Bar charts are great for comparing multiple similar sets of data.
Scatterplots are used when there are many different data points. It's also used to identify correlation. Scatterplots help to demonstrate the distribution of data.
The good old pie chart. Pie charts are handy for showing percentages of a whole.
Waterfall chart visualization is used to show how an initial value is affected by intermediate values to give a final result. The values could be either positive or negative.
Area graphs are quite similar to linear charts. Area graphs illustrate the change in a quantity over time. Stacked area graphs allow you to compare different data sets over the same time period.
Histograms are useful to measure frequency rather than a trend that changes over time. A histogram is a combination of a bar chart and line chart. It gives an idea of concentrated data, the extremes, gaps and unusual values throughout the data set.

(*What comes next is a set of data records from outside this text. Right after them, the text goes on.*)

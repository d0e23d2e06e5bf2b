//! Skeleton of the generated Playwright project.

use std::path::PathBuf;

use serde_json::json;
use tracing::info;

use super::info::ProjectInfo;
use crate::ports::filesystem::FileSystem;

const PLAYWRIGHT_CONFIG: &str = r"import { defineConfig, devices } from '@playwright/test';

export default defineConfig({
  testDir: './src/specs',
  fullyParallel: true,
  forbidOnly: !!process.env.CI,
  retries: process.env.CI ? 2 : 0,
  workers: process.env.CI ? 1 : undefined,
  reporter: 'html',
  use: {
    trace: 'on-first-retry',
  },
  projects: [
    { name: 'chromium', use: { ...devices['Desktop Chrome'] } },
    { name: 'firefox', use: { ...devices['Desktop Firefox'] } },
    { name: 'webkit', use: { ...devices['Desktop Safari'] } },
  ],
});
";

/// Writes the static files of the output project.
pub struct Scaffold<'a> {
    fs: &'a dyn FileSystem,
    out: PathBuf,
    info: &'a ProjectInfo,
}

impl<'a> Scaffold<'a> {
    /// Scaffold rooted at `out` for the given project.
    #[must_use]
    pub fn new(fs: &'a dyn FileSystem, out: impl Into<PathBuf>, info: &'a ProjectInfo) -> Self {
        Self { fs, out: out.into(), info }
    }

    /// `package.json` with the migrated project's identity.
    ///
    /// # Errors
    ///
    /// Returns an error if the file cannot be written.
    pub fn write_package_json(&self) -> Result<PathBuf, String> {
        let manifest = json!({
            "name": self.info.name,
            "version": self.info.version,
            "description": "",
            "scripts": { "test": "playwright test" },
            "license": "ISC",
            "devDependencies": {
                "@playwright/test": "^1.46.1",
                "@types/node": "^22.4.0",
                "typescript": "^5.5.4"
            }
        });
        self.write_json("package.json", &manifest)
    }

    /// `tsconfig.json` with strict type checking and no emit.
    ///
    /// # Errors
    ///
    /// Returns an error if the file cannot be written.
    pub fn write_tsconfig(&self) -> Result<PathBuf, String> {
        let tsconfig = json!({
            "compilerOptions": {
                "target": "es2016",
                "module": "commonjs",
                "esModuleInterop": true,
                "forceConsistentCasingInFileNames": true,
                "strict": true,
                "skipLibCheck": true,
                "noEmit": true
            }
        });
        self.write_json("tsconfig.json", &tsconfig)
    }

    /// `playwright.config.ts` running the specs on three browsers.
    ///
    /// # Errors
    ///
    /// Returns an error if the file cannot be written.
    pub fn write_playwright_config(&self) -> Result<PathBuf, String> {
        self.write_file("playwright.config.ts", PLAYWRIGHT_CONFIG)
    }

    /// Empty `src` folder the passes write under.
    ///
    /// # Errors
    ///
    /// Returns an error if the folder cannot be created.
    pub fn create_src_folder(&self) -> Result<PathBuf, String> {
        let src = self.out.join("src");
        self.fs
            .create_dir_all(&src)
            .map_err(|e| format!("Failed to create {}: {e}", src.display()))?;
        info!(path = %src.display(), "created source folder");
        Ok(src)
    }

    /// Everything above, stopping at the first failure.
    ///
    /// # Errors
    ///
    /// Returns the first write error.
    pub fn write_all(&self) -> Result<Vec<PathBuf>, String> {
        Ok(vec![
            self.write_package_json()?,
            self.write_tsconfig()?,
            self.write_playwright_config()?,
            self.create_src_folder()?,
        ])
    }

    fn write_json(&self, name: &str, value: &serde_json::Value) -> Result<PathBuf, String> {
        let mut text = serde_json::to_string_pretty(value)
            .map_err(|e| format!("Failed to serialize {name}: {e}"))?;
        text.push('\n');
        self.write_file(name, &text)
    }

    fn write_file(&self, name: &str, content: &str) -> Result<PathBuf, String> {
        let path = self.out.join(name);
        self.fs
            .write(&path, content)
            .map_err(|e| format!("Failed to write {}: {e}", path.display()))?;
        info!(project = %self.info.name, path = %path.display(), "wrote {name}");
        Ok(path)
    }
}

Ok, we probably don't need to define a map for you. But they can be a great data visualization by comparing similar data sets in different geographical regions.
Think of indicators like a temperature gauge that shows how current data compares to the overall trend. It's a snapshot of current data put in the context of historical data.
Why your business should use data visualization
According to an Experian report, 95% of US organizations use data to explore and identify business opportunities, while 84% believe that data is essential in forming their business strategy.
Here are some of the things data visualization allows you to do:
Cleanse your data
Data visualization tools can help managers to comprehend large bulk of information fast and easily as compared to reports and spreadsheets. It also allows you to filter down to the quality information and easily identify corrupted, inaccurate and irrelevant data.
Identify key business metrics
Data visualization helps you identify the metrics that make a difference to your business. Ultimately, the one metric that supersedes all others is revenue. But visualizing your data helps you identify the metrics that impact revenue.
Strategize with your data
Once you've identified these metrics, you can form strategies for how to improve them. And data visualization also gives you up-to-date feedback on the effectiveness of these strategies.
Data visualization also makes it simple to provide a snapshot of your business performance. Rather than walk investors or stakeholders through a bullet-pointed list of obtuse figures, you can give them an easy-to-understand, high-level view of the numbers that matter, and how those numbers relate to each other.
This is an incredibly powerful benefit of data visualization. Making your data dashboards visible to the entire team means every team member gets a comprehensive view of how the business is performing. And they get it from the moment they walk into the office in the morning. This level of transparency makes it easy to align your team behind strategies, and makes it easy for everyone to see which strategies are having an impact.
Every day more businesses are discovering the significance of data visualization. Those businesses that have adopted visualization tools see an enormous increase in their productivity and revenue. It empowers leadership to make informed decisions, and to quickly gauge the impact of those decisions.